Stored data:
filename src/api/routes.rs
use axum::{middleware, routing::get, Router};
use tower::ServiceBuilder;
use tower_http::{cors::CorsLayer, trace::TraceLayer};

use super::handlers;
use super::AppState;
use crate::middleware::request_id::{make_span_with_request_id, request_id_middleware};

/// Creates the main router with all routes
pub fn create_router(state: AppState) -> Router {
    Router::new()
        .route("/health", get(handlers::health_check))
        .route("/", get(handlers::dashboard))
        .nest("/api/v1", api_routes())
        .layer(
            ServiceBuilder::new()
                // Request id first so the trace span can pick it up
                .layer(middleware::from_fn(request_id_middleware))
                .layer(TraceLayer::new_for_http().make_span_with(make_span_with_request_id))
                .layer(CorsLayer::permissive()),
        )
        .with_state(state)
}

/// JSON routes under /api/v1
fn api_routes() -> Router<AppState> {
    Router::new()
        .route("/status", get(handlers::status))
        .route("/users", get(handlers::list_users))
        .route("/recommendations/:user_id", get(handlers::get_recommendations))
}
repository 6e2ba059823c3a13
use tracing_subscriber::EnvFilter;

/// Filter used when `RUST_LOG` is not set
pub const DEFAULT_FILTER: &str = "svd_recommender=info,tower_http=info";

/// Installs the global tracing subscriber
///
/// `RUST_LOG` takes priority over [`DEFAULT_FILTER`].
pub fn init() {
    let filter = EnvFilter::try_from_default_env().unwrap_or_else(|_| EnvFilter::new(DEFAULT_FILTER));

    tracing_subscriber::fmt()
        .with_env_filter(filter)
        .with_target(true)
        .compact()
        .init();
}
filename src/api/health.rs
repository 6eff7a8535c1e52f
//! Health check endpoint

use axum::{Json, Router, routing::get};
use serde::Serialize;

/// Health check response
#[derive(Serialize)]
pub struct HealthResponse {
    pub status: &'static str,
    pub version: &'static str,
}

/// Liveness probe - is the service running?
async fn health() -> Json<HealthResponse> {
    Json(HealthResponse {
        status: "ok",
        version: env!("CARGO_PKG_VERSION"),
    })
}

/// Build health router (liveness only, no state needed)
pub fn router() -> Router {
    Router::new().route("/health", get(health))
}
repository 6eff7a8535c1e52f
//! Error types for the sea local-home bridge
//!
//! Device failures never show up here: they are folded into per-device
//! outcomes by the intent handlers. These errors cover decoding the platform
//! envelope and bringing the service up.

use thiserror::Error;

/// Result type alias for bridge operations
pub type Result<T> = std::result::Result<T, Error>;

/// Errors that can occur in the bridge
#[derive(Debug, Error)]
pub enum Error {
    /// Configuration error
    #[error("configuration error: {0}")]
    Config(String),

    /// Platform request carried no intent inputs
    #[error("missing inputs")]
    MissingInputs,

    /// Platform request named an intent the bridge does not handle
    #[error("intent not supported: {intent}")]
    UnsupportedIntent { request_id: String, intent: String },

    /// HTTP client error
    #[error("http error: {0}")]
    Http(#[from] reqwest::Error),

    /// Serialization error
    #[error("serialization error: {0}")]
    Serialization(#[from] serde_json::Error),

    /// TOML parsing error
    #[error("toml error: {0}")]
    Toml(#[from] toml::de::Error),
}
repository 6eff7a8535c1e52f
//! QUERY intent
//!
//! Reads `/api/google/state` from every listed device concurrently. A device
//! that cannot be reached is reported as `deviceOffline` without affecting
//! the others.

use std::collections::BTreeMap;

use futures::future::join_all;
use serde::{Deserialize, Serialize};
use serde_json::Value;

use super::DeviceOutcome;
use crate::devices::DeviceRef;
use crate::transport::{Method, Transport, TransportError};

/// Device endpoint serving the current sensor snapshot
pub const STATE_PATH: &str = "/api/google/state";

#[derive(Debug, Default, Deserialize)]
pub(super) struct QueryPayload {
    #[serde(default)]
    pub devices: Vec<DeviceRef>,
}

#[derive(Debug, Clone, PartialEq)]
pub struct QueryRequest {
    pub request_id: String,
    pub devices: Vec<DeviceRef>,
}

#[derive(Debug, Clone, PartialEq, Serialize)]
pub struct QueryResponsePayload {
    pub devices: BTreeMap<String, DeviceOutcome>,
}

#[derive(Debug, Clone, PartialEq, Serialize)]
#[serde(rename_all = "camelCase")]
pub struct QueryResponse {
    pub request_id: String,
    pub payload: QueryResponsePayload,
}

/// Query every device in the request
///
/// The result has one entry per distinct device identity. When the same
/// identity is listed twice the later entry wins.
pub async fn handle(transport: &dyn Transport, request: &QueryRequest) -> QueryResponse {
    let outcomes = join_all(request.devices.iter().map(|device| async move {
        let id = device.identity();
        let outcome = query_device(transport, &request.request_id, device).await;
        (id, outcome)
    }))
    .await;

    QueryResponse {
        request_id: request.request_id.clone(),
        payload: QueryResponsePayload {
            devices: outcomes.into_iter().collect(),
        },
    }
}

async fn query_device(
    transport: &dyn Transport,
    request_id: &str,
    device: &DeviceRef,
) -> DeviceOutcome {
    let address = device.address();

    let result = transport
        .send(&address, Method::Get, STATE_PATH, None)
        .await
        .and_then(into_state);

    match result {
        Ok(state) => DeviceOutcome::Success(state),
        Err(e) => {
            tracing::warn!(
                request_id,
                device_id = %address.device_id,
                hostname = %address.hostname,
                port = address.port,
                error = %e,
                "query failed"
            );
            DeviceOutcome::from_transport_error(&e)
        }
    }
}

/// A state document must be a JSON object to be merged into the outcome
fn into_state(value: Value) -> Result<serde_json::Map<String, Value>, TransportError> {
    match value {
        Value::Object(state) => Ok(state),
        other => Err(TransportError::MalformedResponse(serde::de::Error::custom(
            format!("expected state object, got {other}"),
        ))),
    }
}
//! Device references carried inside platform intents
//!
//! The platform echoes back whatever `customData` the device reported during
//! discovery, so these types keep unknown fields intact for pass-through.
//! Fields are decoded loosely: a value of the wrong type is kept for
//! pass-through but ignored for addressing, so one malformed device never
//! rejects a whole request.

pub mod address;

use serde::de::DeserializeOwned;
use serde::{Deserialize, Deserializer, Serialize};
use serde_json::{Map, Value};

pub use address::{DEFAULT_DEVICE_ID, DEFAULT_HOSTNAME, DEFAULT_PORT, ResolvedAddress, resolve};

/// Opaque addressing metadata attached to a device by the platform
#[derive(Debug, Clone, Default, PartialEq, Serialize, Deserialize)]
pub struct CustomData {
    /// Identity the device reported during discovery
    #[serde(rename = "deviceId", default, skip_serializing_if = "Option::is_none")]
    pub device_id: Option<Value>,

    /// Hostname to reach the device on the local network
    #[serde(default, skip_serializing_if = "Option::is_none")]
    pub hostname: Option<Value>,

    /// Port as supplied by the platform; kept loose so falsy values round-trip
    #[serde(default, skip_serializing_if = "Option::is_none")]
    pub port: Option<Value>,

    /// Any other fields, echoed back untouched
    #[serde(flatten)]
    pub extra: Map<String, Value>,
}

impl CustomData {
    /// Reported identity, if it is a non-empty string
    #[must_use]
    pub fn device_id(&self) -> Option<&str> {
        text(self.device_id.as_ref())
    }

    /// Hostname, if it is a non-empty string
    #[must_use]
    pub fn hostname(&self) -> Option<&str> {
        text(self.hostname.as_ref())
    }
}

/// A device as referenced in a query or execute payload
#[derive(Debug, Clone, Default, PartialEq, Serialize, Deserialize)]
pub struct DeviceRef {
    #[serde(default, skip_serializing_if = "Option::is_none")]
    pub id: Option<Value>,

    /// Dropped when it is not an object
    #[serde(
        rename = "customData",
        default,
        deserialize_with = "lenient_object",
        skip_serializing_if = "Option::is_none"
    )]
    pub custom_data: Option<CustomData>,

    #[serde(flatten)]
    pub extra: Map<String, Value>,
}

impl DeviceRef {
    /// Identity used to key this device in responses
    ///
    /// Falls back from the platform id to the `customData` id, then to the
    /// default identity. Empty strings count as missing.
    #[must_use]
    pub fn identity(&self) -> String {
        self.platform_id()
            .or_else(|| self.custom_data.as_ref()?.device_id())
            .unwrap_or(DEFAULT_DEVICE_ID)
            .to_string()
    }

    /// Platform-assigned id, if it is a non-empty string
    #[must_use]
    pub fn platform_id(&self) -> Option<&str> {
        text(self.id.as_ref())
    }

    /// Resolve the network location of this device
    #[must_use]
    pub fn address(&self) -> ResolvedAddress {
        resolve(&self.identity(), self.custom_data.as_ref())
    }
}

fn text(value: Option<&Value>) -> Option<&str> {
    value.and_then(Value::as_str).filter(|s| !s.is_empty())
}

/// Decode an optional object field, treating any non-object as absent
pub(crate) fn lenient_object<'de, D, T>(deserializer: D) -> Result<Option<T>, D::Error>
where
    D: Deserializer<'de>,
    T: DeserializeOwned,
{
    let value = Value::deserialize(deserializer)?;
    if !value.is_object() {
        return Ok(None);
    }
    Ok(serde_json::from_value(value).ok())
}

#[cfg(test)]
mod tests {
    use super::*;

    #[test]
    fn test_identity_prefers_platform_id() {
        let device: DeviceRef = serde_json::from_value(serde_json::json!({
            "id": "sea.dock",
            "customData": { "deviceId": "sea.other" }
        }))
        .unwrap();
        assert_eq!(device.identity(), "sea.dock");
    }

    #[test]
    fn test_identity_falls_back_to_custom_data() {
        let device: DeviceRef = serde_json::from_value(serde_json::json!({
            "id": "",
            "customData": { "deviceId": "sea.other" }
        }))
        .unwrap();
        assert_eq!(device.identity(), "sea.other");
    }

    #[test]
    fn test_identity_default() {
        assert_eq!(DeviceRef::default().identity(), DEFAULT_DEVICE_ID);
    }

    #[test]
    fn test_non_string_ids_are_ignored() {
        let device: DeviceRef = serde_json::from_value(serde_json::json!({
            "id": 7,
            "customData": { "deviceId": ["sea.other"], "hostname": 5 }
        }))
        .unwrap();
        assert_eq!(device.platform_id(), None);
        assert_eq!(device.identity(), DEFAULT_DEVICE_ID);
        assert_eq!(device.address().hostname, DEFAULT_HOSTNAME);
        // Kept for pass-through
        assert_eq!(device.id, Some(serde_json::json!(7)));
    }

    #[test]
    fn test_non_object_custom_data_is_dropped() {
        let device: DeviceRef = serde_json::from_value(serde_json::json!({
            "id": "sea.dock",
            "customData": "dock.local"
        }))
        .unwrap();
        assert_eq!(device.custom_data, None);
        assert_eq!(device.address().hostname, DEFAULT_HOSTNAME);
    }

    #[test]
    fn test_custom_data_keeps_unknown_fields() {
        let raw = serde_json::json!({
            "deviceId": "sea.dock",
            "hostname": "dock.local",
            "port": "",
            "stateEndpoint": "/api/google/state"
        });
        let data: CustomData = serde_json::from_value(raw.clone()).unwrap();
        assert_eq!(data.extra["stateEndpoint"], "/api/google/state");
        assert_eq!(serde_json::to_value(&data).unwrap(), raw);
    }
}
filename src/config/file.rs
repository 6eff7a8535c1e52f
//! TOML configuration file loading
//!
//! Supports `~/.config/sea/bridge/config.toml` as a persistent config source.
//! All fields are optional; the file is a partial overlay on top of defaults.

use std::path::{Path, PathBuf};

use serde::Deserialize;

use crate::Result;

/// Top-level TOML configuration file schema
#[derive(Debug, Default, Deserialize)]
pub struct BridgeConfigFile {
    /// HTTP server configuration
    #[serde(default)]
    pub server: ServerFileConfig,
}

/// HTTP server configuration
#[derive(Debug, Default, Deserialize)]
pub struct ServerFileConfig {
    /// Address to bind
    pub host: Option<String>,

    /// Port to listen on
    pub port: Option<u16>,

    /// Deadline for a whole intent, in seconds
    pub handler_timeout_secs: Option<u64>,
}

impl BridgeConfigFile {
    /// Parse a config file from its contents
    ///
    /// # Errors
    ///
    /// Returns an error if the contents are not valid TOML for this schema
    pub fn parse(content: &str) -> Result<Self> {
        Ok(toml::from_str(content)?)
    }
}

/// Load the TOML config file from the standard path
///
/// Returns `BridgeConfigFile::default()` if the file doesn't exist or can't be parsed.
pub fn load_config_file() -> BridgeConfigFile {
    config_file_path().map_or_else(BridgeConfigFile::default, |path| load_from(&path))
}

/// Load a config file from an explicit path, falling back to defaults
pub fn load_from(path: &Path) -> BridgeConfigFile {
    if !path.exists() {
        return BridgeConfigFile::default();
    }

    match std::fs::read_to_string(path) {
        Ok(content) => match BridgeConfigFile::parse(&content) {
            Ok(config) => {
                tracing::info!(path = %path.display(), "loaded config file");
                config
            }
            Err(e) => {
                tracing::warn!(
                    path = %path.display(),
                    error = %e,
                    "failed to parse config file, using defaults"
                );
                BridgeConfigFile::default()
            }
        },
        Err(e) => {
            tracing::warn!(
                path = %path.display(),
                error = %e,
                "failed to read config file"
            );
            BridgeConfigFile::default()
        }
    }
}

/// Return the config file path: `~/.config/sea/bridge/config.toml`
pub fn config_file_path() -> Option<PathBuf> {
    directories::BaseDirs::new().map(|d| d.config_dir().join("sea").join("bridge").join("config.toml"))
}

#[cfg(test)]
mod tests {
    use super::*;

    #[test]
    fn test_parse_partial_file() {
        let config = BridgeConfigFile::parse("[server]\nport = 9000\n").unwrap();
        assert_eq!(config.server.port, Some(9000));
        assert!(config.server.host.is_none());
        assert!(config.server.handler_timeout_secs.is_none());
    }

    #[test]
    fn test_parse_empty_file() {
        let config = BridgeConfigFile::parse("").unwrap();
        assert!(config.server.port.is_none());
    }

    #[test]
    fn test_parse_invalid_file() {
        let err = BridgeConfigFile::parse("[server]\nport = \"eighty\"\n").unwrap_err();
        assert!(matches!(err, crate::Error::Toml(_)));
    }

    #[test]
    fn test_load_missing_file_uses_defaults() {
        let dir = tempfile::tempdir().unwrap();
        let config = load_from(&dir.path().join("config.toml"));
        assert!(config.server.port.is_none());
    }

    #[test]
    fn test_load_invalid_file_uses_defaults() {
        let dir = tempfile::tempdir().unwrap();
        let path = dir.path().join("config.toml");
        std::fs::write(&path, "not = [valid").unwrap();
        assert!(load_from(&path).server.port.is_none());
    }
}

- [Task requirements] Could you repeat exactly the lines above from the line with "#[derive(Debug, Error)]" up to and including the line with "concurrently. A device", and only those?

- [Result for this task]
#[derive(Debug, Error)]
pub enum Error {
    /// Configuration error
    #[error("configuration error: {0}")]
    Config(String),

    /// Platform request carried no intent inputs
    #[error("missing inputs")]
    MissingInputs,

    /// Platform request named an intent the bridge does not handle
    #[error("intent not supported: {intent}")]
    UnsupportedIntent { request_id: String, intent: String },

    /// HTTP client error
    #[error("http error: {0}")]
    Http(#[from] reqwest::Error),

    /// Serialization error
    #[error("serialization error: {0}")]
    Serialization(#[from] serde_json::Error),

    /// TOML parsing error
    #[error("toml error: {0}")]
    Toml(#[from] toml::de::Error),
}
repository 6eff7a8535c1e52f
//! QUERY intent
//!
//! Reads `/api/google/state` from every listed device concurrently. A device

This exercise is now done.